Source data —
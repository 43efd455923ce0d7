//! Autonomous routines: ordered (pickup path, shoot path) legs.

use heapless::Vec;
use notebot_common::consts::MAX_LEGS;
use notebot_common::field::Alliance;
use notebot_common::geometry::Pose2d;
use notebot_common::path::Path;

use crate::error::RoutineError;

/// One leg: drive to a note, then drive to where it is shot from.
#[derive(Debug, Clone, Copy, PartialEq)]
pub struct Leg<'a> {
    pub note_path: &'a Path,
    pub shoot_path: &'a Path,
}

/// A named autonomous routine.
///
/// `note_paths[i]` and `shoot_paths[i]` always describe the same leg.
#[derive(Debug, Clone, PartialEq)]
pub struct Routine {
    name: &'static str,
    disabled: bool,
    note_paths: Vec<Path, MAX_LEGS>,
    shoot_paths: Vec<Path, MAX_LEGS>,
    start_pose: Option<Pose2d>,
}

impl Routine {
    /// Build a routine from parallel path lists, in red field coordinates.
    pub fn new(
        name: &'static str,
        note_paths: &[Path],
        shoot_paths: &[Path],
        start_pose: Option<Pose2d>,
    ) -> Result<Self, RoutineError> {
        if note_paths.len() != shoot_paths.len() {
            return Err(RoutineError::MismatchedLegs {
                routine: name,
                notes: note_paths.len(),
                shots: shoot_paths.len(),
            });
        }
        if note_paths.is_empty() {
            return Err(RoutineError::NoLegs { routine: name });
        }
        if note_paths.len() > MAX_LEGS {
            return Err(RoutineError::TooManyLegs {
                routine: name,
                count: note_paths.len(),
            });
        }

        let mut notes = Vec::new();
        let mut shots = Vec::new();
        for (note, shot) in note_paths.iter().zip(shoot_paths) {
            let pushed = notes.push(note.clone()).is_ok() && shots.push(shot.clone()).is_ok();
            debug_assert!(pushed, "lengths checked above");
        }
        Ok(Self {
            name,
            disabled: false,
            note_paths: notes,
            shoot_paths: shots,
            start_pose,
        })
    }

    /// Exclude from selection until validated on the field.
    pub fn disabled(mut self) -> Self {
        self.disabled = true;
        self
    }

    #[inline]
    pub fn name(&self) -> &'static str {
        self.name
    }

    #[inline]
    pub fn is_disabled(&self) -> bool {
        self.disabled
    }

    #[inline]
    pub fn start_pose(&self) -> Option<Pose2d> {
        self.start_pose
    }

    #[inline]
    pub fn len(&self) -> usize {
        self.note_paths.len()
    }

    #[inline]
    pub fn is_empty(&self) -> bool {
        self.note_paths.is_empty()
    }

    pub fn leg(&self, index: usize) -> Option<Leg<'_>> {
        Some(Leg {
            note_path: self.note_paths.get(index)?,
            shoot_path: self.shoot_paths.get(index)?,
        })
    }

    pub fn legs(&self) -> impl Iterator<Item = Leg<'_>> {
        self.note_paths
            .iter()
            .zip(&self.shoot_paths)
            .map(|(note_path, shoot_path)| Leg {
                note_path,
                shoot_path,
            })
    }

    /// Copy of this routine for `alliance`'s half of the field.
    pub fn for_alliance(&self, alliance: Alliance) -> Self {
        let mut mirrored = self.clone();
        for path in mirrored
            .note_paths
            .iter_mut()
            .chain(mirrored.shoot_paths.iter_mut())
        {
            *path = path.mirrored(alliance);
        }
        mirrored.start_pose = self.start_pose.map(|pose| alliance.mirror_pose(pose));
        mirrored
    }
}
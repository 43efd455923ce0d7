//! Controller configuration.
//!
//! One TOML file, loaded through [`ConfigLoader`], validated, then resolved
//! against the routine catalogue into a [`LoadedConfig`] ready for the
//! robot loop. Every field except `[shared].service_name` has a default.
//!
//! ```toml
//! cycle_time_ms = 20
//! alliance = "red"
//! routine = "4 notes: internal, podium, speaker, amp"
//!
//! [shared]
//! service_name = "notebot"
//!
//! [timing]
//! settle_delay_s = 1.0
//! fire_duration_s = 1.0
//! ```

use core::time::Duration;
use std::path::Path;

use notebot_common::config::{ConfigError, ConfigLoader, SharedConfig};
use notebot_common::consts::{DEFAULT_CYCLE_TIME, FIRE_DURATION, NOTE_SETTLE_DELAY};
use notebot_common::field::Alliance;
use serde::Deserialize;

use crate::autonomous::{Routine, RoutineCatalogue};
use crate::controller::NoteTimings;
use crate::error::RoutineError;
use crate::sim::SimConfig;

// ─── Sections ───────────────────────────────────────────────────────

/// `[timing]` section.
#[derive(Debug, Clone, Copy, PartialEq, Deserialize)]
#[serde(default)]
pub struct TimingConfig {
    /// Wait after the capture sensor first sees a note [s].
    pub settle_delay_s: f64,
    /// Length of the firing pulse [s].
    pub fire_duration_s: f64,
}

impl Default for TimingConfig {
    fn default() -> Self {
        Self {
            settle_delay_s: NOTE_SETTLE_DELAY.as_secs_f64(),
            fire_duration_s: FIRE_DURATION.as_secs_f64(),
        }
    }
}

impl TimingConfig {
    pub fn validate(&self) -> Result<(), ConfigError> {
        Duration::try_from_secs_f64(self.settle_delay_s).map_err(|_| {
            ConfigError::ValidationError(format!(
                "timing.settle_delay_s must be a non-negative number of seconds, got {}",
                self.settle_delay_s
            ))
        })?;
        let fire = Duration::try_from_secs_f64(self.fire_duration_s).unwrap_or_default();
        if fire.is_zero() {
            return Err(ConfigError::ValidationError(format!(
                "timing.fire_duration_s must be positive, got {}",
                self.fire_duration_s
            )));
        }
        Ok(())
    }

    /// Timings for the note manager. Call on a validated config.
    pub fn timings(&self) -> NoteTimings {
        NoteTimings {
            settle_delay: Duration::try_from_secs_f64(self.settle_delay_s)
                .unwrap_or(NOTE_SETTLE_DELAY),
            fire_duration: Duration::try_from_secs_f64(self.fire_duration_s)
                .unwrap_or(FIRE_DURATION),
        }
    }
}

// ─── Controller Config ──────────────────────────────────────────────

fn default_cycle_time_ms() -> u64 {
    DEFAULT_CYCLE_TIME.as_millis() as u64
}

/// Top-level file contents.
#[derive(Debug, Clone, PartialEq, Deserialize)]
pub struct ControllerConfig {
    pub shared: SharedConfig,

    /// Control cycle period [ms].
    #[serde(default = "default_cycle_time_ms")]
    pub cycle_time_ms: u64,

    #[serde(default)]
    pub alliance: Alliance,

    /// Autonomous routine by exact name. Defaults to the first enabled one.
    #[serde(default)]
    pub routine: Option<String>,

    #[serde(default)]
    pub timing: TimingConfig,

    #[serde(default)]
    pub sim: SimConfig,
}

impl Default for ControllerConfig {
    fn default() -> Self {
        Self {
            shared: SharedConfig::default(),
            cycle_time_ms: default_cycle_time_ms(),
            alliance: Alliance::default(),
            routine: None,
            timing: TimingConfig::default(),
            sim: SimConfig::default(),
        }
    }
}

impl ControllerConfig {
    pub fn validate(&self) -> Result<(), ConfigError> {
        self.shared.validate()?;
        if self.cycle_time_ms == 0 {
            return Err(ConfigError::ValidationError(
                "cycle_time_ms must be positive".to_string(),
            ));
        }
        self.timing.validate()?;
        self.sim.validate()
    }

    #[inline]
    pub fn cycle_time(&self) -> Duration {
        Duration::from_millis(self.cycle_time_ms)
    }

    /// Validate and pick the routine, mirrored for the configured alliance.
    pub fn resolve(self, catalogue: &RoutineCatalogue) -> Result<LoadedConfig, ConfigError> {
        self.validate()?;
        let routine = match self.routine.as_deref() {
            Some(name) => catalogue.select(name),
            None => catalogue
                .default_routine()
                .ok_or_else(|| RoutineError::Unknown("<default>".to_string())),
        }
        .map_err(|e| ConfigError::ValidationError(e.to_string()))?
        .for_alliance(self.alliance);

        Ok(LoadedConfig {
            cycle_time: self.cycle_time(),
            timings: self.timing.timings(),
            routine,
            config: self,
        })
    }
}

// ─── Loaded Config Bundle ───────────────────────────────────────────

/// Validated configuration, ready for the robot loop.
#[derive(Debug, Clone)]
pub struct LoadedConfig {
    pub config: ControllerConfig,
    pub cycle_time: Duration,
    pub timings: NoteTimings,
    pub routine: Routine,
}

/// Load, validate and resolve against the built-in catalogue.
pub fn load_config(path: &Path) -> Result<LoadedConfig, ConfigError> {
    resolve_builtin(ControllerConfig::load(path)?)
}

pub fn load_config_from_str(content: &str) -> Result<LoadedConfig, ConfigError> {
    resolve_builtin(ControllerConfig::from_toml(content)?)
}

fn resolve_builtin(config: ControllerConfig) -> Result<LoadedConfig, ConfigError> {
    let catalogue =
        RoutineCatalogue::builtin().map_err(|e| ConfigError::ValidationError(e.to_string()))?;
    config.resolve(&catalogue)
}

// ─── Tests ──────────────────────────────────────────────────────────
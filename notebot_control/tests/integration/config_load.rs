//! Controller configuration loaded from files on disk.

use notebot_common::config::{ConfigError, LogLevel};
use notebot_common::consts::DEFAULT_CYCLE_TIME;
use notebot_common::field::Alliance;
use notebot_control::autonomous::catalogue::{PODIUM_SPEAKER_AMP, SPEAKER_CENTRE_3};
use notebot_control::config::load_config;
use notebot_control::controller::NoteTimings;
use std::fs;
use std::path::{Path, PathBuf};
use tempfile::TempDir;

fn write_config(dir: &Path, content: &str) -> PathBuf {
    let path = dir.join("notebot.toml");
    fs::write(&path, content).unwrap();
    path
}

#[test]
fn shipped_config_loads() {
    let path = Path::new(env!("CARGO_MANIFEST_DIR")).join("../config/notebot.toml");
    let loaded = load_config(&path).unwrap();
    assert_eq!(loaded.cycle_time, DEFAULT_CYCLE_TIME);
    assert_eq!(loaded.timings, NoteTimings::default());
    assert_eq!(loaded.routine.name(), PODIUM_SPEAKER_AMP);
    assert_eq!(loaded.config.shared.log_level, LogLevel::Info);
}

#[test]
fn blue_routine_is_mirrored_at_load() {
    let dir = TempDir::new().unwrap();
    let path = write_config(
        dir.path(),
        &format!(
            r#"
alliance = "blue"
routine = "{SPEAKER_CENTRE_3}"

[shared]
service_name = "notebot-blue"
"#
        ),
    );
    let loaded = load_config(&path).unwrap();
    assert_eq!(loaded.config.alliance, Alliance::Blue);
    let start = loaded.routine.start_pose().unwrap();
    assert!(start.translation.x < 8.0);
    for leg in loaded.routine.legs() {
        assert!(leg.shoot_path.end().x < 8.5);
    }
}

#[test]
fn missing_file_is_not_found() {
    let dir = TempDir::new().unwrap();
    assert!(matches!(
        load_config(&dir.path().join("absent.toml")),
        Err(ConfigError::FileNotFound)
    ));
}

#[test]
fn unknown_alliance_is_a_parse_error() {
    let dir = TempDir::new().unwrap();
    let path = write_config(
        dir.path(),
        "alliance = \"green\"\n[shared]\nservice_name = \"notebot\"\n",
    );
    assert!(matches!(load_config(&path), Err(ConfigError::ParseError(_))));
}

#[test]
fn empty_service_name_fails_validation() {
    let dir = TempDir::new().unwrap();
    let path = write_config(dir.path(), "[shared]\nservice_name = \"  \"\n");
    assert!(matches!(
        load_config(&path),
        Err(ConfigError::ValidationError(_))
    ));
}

What you need to do — Please report every line in the entries above that holds the string "against".

Response to the exercise —
//! against the routine catalogue into a [`LoadedConfig`] ready for the
/// Load, validate and resolve against the built-in catalogue.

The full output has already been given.